▶ _EXERCISE INPUTS_
★ ★ ★ ★ ★

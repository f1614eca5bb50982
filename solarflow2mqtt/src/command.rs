use std::collections::BTreeMap;

use chrono::{DateTime, Local};
use log::{debug, warn};

use crate::error::CommandError;
use crate::protocol::{option_code, CommandAck, DeviceCommand, BYPASS_MODES, PV_BRANDS};
use crate::state::{DeviceState, Field};

pub const MIN_SOC_RANGE: (f64, f64) = (0., 30.);
pub const MAX_SOC_RANGE: (f64, f64) = (70., 100.);
pub const MAX_INVERTER_INPUT_RANGE: (f64, f64) = (0., 1200.);

/// An output limit write issued to the device.
#[derive(Clone, Copy, Debug, PartialEq, Eq)]
pub struct SetpointCommand {
    pub id: u64,
    pub watts: u32,
    /// Epoch milliseconds.
    pub issued_at: i64,
}

impl SetpointCommand {
    pub fn to_device_command(&self) -> DeviceCommand {
        DeviceCommand::WriteProperties {
            id: self.id,
            issued_at: self.issued_at,
            properties: BTreeMap::from([("outputLimit".to_string(), i64::from(self.watts))]),
        }
    }
}

/// Manual overrides coming from the platform's controllable entities.
#[derive(Clone, Debug, PartialEq)]
pub enum DeviceIntent {
    OutputLimit(f64),
    MinSoc(f64),
    MaxSoc(f64),
    MaxInverterInput(f64),
    BypassMode(String),
    PvBrand(String),
    Buzzer(bool),
}

#[derive(Clone, Debug, PartialEq)]
pub enum PlatformIntent {
    Device(DeviceIntent),
    /// Turns the automatic controller on or off.
    Controller(bool),
}

#[derive(Clone, Copy, Debug, PartialEq, Eq)]
pub enum AckOutcome {
    Current { accepted: bool },
    Superseded,
}

/// Builds vendor commands and keeps track of which setpoint is the current one.
#[derive(Debug)]
pub struct CommandTranslator {
    max_watts: u32,
    next_id: u64,
    last_setpoint: Option<SetpointCommand>,
}

impl CommandTranslator {
    pub fn new(max_output: f64) -> Self {
        Self {
            max_watts: max_output.max(0.).floor() as u32,
            next_id: 1,
            last_setpoint: None,
        }
    }

    pub fn max_watts(&self) -> u32 {
        self.max_watts
    }

    pub fn last_setpoint(&self) -> Option<SetpointCommand> {
        self.last_setpoint
    }

    fn take_id(&mut self) -> u64 {
        let id = self.next_id;
        self.next_id += 1;
        id
    }

    pub fn validate_setpoint(&self, watts: f64) -> Result<u32, CommandError> {
        if watts.is_nan() {
            return Err(CommandError::InvalidValue {
                what: "output limit",
                value: watts.to_string(),
            });
        }
        let max = f64::from(self.max_watts);
        if !(0. ..=max).contains(&watts) {
            return Err(CommandError::OutOfRange {
                what: "output limit",
                value: watts,
                min: 0.,
                max,
            });
        }
        Ok(watts.round() as u32)
    }

    pub fn clamp(&self, watts: f64) -> u32 {
        if watts.is_nan() {
            return 0;
        }
        watts.clamp(0., f64::from(self.max_watts)).round() as u32
    }

    /// Always produces a command; out of range requests are logged and clamped.
    pub fn build_setpoint_command(&mut self, watts: f64, now: DateTime<Local>) -> SetpointCommand {
        let watts = match self.validate_setpoint(watts) {
            Ok(watts) => watts,
            Err(e) => {
                let clamped = self.clamp(watts);
                warn!("{e}, clamping to {clamped} W");
                clamped
            }
        };
        let command = SetpointCommand {
            id: self.take_id(),
            watts,
            issued_at: now.timestamp_millis(),
        };
        self.last_setpoint = Some(command);
        command
    }

    pub fn build_time_sync_reply(&self, now: DateTime<Local>) -> DeviceCommand {
        DeviceCommand::TimeSyncReply {
            timestamp: now.timestamp_millis(),
        }
    }

    pub fn build_request_all(&mut self, now: DateTime<Local>) -> DeviceCommand {
        DeviceCommand::ReadAll {
            id: self.take_id(),
            issued_at: now.timestamp_millis(),
        }
    }

    fn write(&mut self, now: DateTime<Local>, properties: &[(&str, i64)]) -> DeviceCommand {
        DeviceCommand::WriteProperties {
            id: self.take_id(),
            issued_at: now.timestamp_millis(),
            properties: properties
                .iter()
                .map(|(key, value)| (key.to_string(), *value))
                .collect(),
        }
    }

    pub fn translate(
        &mut self,
        intent: &DeviceIntent,
        state: &DeviceState,
        now: DateTime<Local>,
    ) -> Result<DeviceCommand, CommandError> {
        match intent {
            DeviceIntent::OutputLimit(watts) => {
                Ok(self.build_setpoint_command(*watts, now).to_device_command())
            }
            DeviceIntent::MinSoc(percent) => {
                let percent = check_range("min soc", *percent, MIN_SOC_RANGE)?;
                Ok(self.write(now, &[("minSoc", per_mille(percent))]))
            }
            DeviceIntent::MaxSoc(percent) => {
                let percent = check_range("max soc", *percent, MAX_SOC_RANGE)?;
                Ok(self.write(now, &[("socSet", per_mille(percent))]))
            }
            DeviceIntent::MaxInverterInput(watts) => {
                let watts = check_range("max inverter input", *watts, MAX_INVERTER_INPUT_RANGE)?;
                // the device only accepts both values together
                let brand = state
                    .text(Field::PvBrand)
                    .and_then(|name| option_code(&PV_BRANDS, name))
                    .ok_or(CommandError::MissingState(Field::PvBrand))?;
                Ok(self.write(
                    now,
                    &[("inverseMaxPower", watts.round() as i64), ("pvBrand", brand)],
                ))
            }
            DeviceIntent::PvBrand(name) => {
                let brand = select_code("pv brand", name, &PV_BRANDS)?;
                let max_input = state
                    .number(Field::MaxInverterInput)
                    .ok_or(CommandError::MissingState(Field::MaxInverterInput))?;
                Ok(self.write(
                    now,
                    &[("inverseMaxPower", max_input.round() as i64), ("pvBrand", brand)],
                ))
            }
            DeviceIntent::BypassMode(name) => {
                let mode = select_code("bypass mode", name, &BYPASS_MODES)?;
                Ok(self.write(now, &[("passMode", mode)]))
            }
            DeviceIntent::Buzzer(on) => Ok(self.write(now, &[("buzzerSwitch", i64::from(*on))])),
        }
    }

    /// Only the ack for the most recent setpoint matters.
    pub fn match_ack(&self, ack: &CommandAck) -> AckOutcome {
        match self.last_setpoint {
            Some(setpoint) if setpoint.id == ack.id => AckOutcome::Current {
                accepted: ack.accepted,
            },
            _ => {
                debug!("ack {} does not belong to the current setpoint", ack.id);
                AckOutcome::Superseded
            }
        }
    }
}

fn check_range(
    what: &'static str,
    value: f64,
    (min, max): (f64, f64),
) -> Result<f64, CommandError> {
    if value.is_nan() || value < min || value > max {
        Err(CommandError::OutOfRange {
            what,
            value,
            min,
            max,
        })
    } else {
        Ok(value)
    }
}

fn per_mille(percent: f64) -> i64 {
    (percent * 10.).round() as i64
}

fn select_code(
    what: &'static str,
    name: &str,
    table: &[(&'static str, i64)],
) -> Result<i64, CommandError> {
    option_code(table, name).ok_or_else(|| CommandError::Unknown {
        what,
        value: name.to_string(),
        options: table
            .iter()
            .map(|(name, _)| *name)
            .collect::<Vec<_>>()
            .join(", "),
    })
}

#[cfg(test)]
mod tests {
    use super::*;
    use crate::protocol::{DeviceEvent, TelemetryReport};
    use crate::state::{FieldValue, StateStore};
    use chrono::TimeZone;

    fn now() -> DateTime<Local> {
        Local.timestamp_millis_opt(1_700_000_000_000).unwrap()
    }

    fn properties(command: &DeviceCommand) -> &BTreeMap<String, i64> {
        match command {
            DeviceCommand::WriteProperties { properties, .. } => properties,
            other => panic!("expected a write, got {other:?}"),
        }
    }

    #[test]
    fn setpoints_are_clamped_into_range() {
        let mut translator = CommandTranslator::new(500.);
        assert_eq!(translator.build_setpoint_command(-5., now()).watts, 0);
        assert_eq!(translator.build_setpoint_command(600., now()).watts, 500);
        assert_eq!(translator.build_setpoint_command(f64::NAN, now()).watts, 0);
        assert_eq!(translator.build_setpoint_command(249.6, now()).watts, 250);
    }

    #[test]
    fn validate_reports_out_of_range() {
        let translator = CommandTranslator::new(500.);
        assert_eq!(
            translator.validate_setpoint(-5.),
            Err(CommandError::OutOfRange {
                what: "output limit",
                value: -5.,
                min: 0.,
                max: 500.
            })
        );
        assert_eq!(translator.validate_setpoint(500.), Ok(500));
    }

    #[test]
    fn every_command_takes_a_new_id() {
        let mut translator = CommandTranslator::new(500.);
        let first = translator.build_setpoint_command(100., now());
        let request = translator.build_request_all(now());
        let second = translator.build_setpoint_command(100., now());
        assert_eq!(first.id, 1);
        assert_eq!(request, DeviceCommand::ReadAll { id: 2, issued_at: 1_700_000_000_000 });
        assert_eq!(second.id, 3);
        assert_eq!(translator.last_setpoint(), Some(second));
    }

    #[test]
    fn only_the_latest_setpoint_ack_is_current() {
        let mut translator = CommandTranslator::new(500.);
        let old = translator.build_setpoint_command(100., now());
        let current = translator.build_setpoint_command(200., now());
        assert_eq!(
            translator.match_ack(&CommandAck { id: old.id, accepted: true }),
            AckOutcome::Superseded
        );
        assert_eq!(
            translator.match_ack(&CommandAck { id: current.id, accepted: false }),
            AckOutcome::Current { accepted: false }
        );
    }

    #[test]
    fn time_sync_reply_uses_epoch_millis() {
        let translator = CommandTranslator::new(500.);
        assert_eq!(
            translator.build_time_sync_reply(now()),
            DeviceCommand::TimeSyncReply { timestamp: 1_700_000_000_000 }
        );
    }

    #[test]
    fn soc_limits_are_range_checked_and_sent_per_mille() {
        let mut translator = CommandTranslator::new(500.);
        let state = DeviceState::default();

        let command = translator
            .translate(&DeviceIntent::MinSoc(10.), &state, now())
            .unwrap();
        assert_eq!(properties(&command)["minSoc"], 100);

        let command = translator
            .translate(&DeviceIntent::MaxSoc(95.), &state, now())
            .unwrap();
        assert_eq!(properties(&command)["socSet"], 950);

        assert!(matches!(
            translator.translate(&DeviceIntent::MaxSoc(50.), &state, now()),
            Err(CommandError::OutOfRange { what: "max soc", .. })
        ));
    }

    #[test]
    fn inverter_settings_need_each_other() {
        let mut translator = CommandTranslator::new(500.);
        let mut store = StateStore::new();

        assert_eq!(
            translator.translate(&DeviceIntent::MaxInverterInput(600.), store.get(), now()),
            Err(CommandError::MissingState(Field::PvBrand))
        );

        store.apply(
            &DeviceEvent::Telemetry(TelemetryReport {
                readings: vec![
                    (Field::PvBrand, FieldValue::Text("hoymiles".into())),
                    (Field::MaxInverterInput, FieldValue::Number(800.)),
                ],
                ..Default::default()
            }),
            now(),
        );
        let command = translator
            .translate(&DeviceIntent::MaxInverterInput(600.), store.get(), now())
            .unwrap();
        assert_eq!(properties(&command)["inverseMaxPower"], 600);
        assert_eq!(properties(&command)["pvBrand"], 1);

        let command = translator
            .translate(&DeviceIntent::PvBrand("bosswerk".into()), store.get(), now())
            .unwrap();
        assert_eq!(properties(&command)["inverseMaxPower"], 800);
        assert_eq!(properties(&command)["pvBrand"], 15);
    }

    #[test]
    fn unknown_select_option_is_rejected() {
        let mut translator = CommandTranslator::new(500.);
        let err = translator
            .translate(
                &DeviceIntent::BypassMode("sometimes".into()),
                &DeviceState::default(),
                now(),
            )
            .unwrap_err();
        assert_eq!(
            err.to_string(),
            "unknown bypass mode 'sometimes', expected one of [automatic, always_off, always_on]"
        );
    }

    #[test]
    fn buzzer_and_bypass_are_direct_writes() {
        let mut translator = CommandTranslator::new(500.);
        let state = DeviceState::default();
        let command = translator
            .translate(&DeviceIntent::Buzzer(true), &state, now())
            .unwrap();
        assert_eq!(properties(&command)["buzzerSwitch"], 1);
        let command = translator
            .translate(&DeviceIntent::BypassMode("always_off".into()), &state, now())
            .unwrap();
        assert_eq!(properties(&command)["passMode"], 1);
    }
}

★ ★ ★ ★ ★

▶ _INSTRUCTIONS TO FOLLOW_
Among the lines above, return those that hold the word "enum".

▶ _SOLUTION_
pub enum DeviceIntent {
pub enum PlatformIntent {
pub enum AckOutcome {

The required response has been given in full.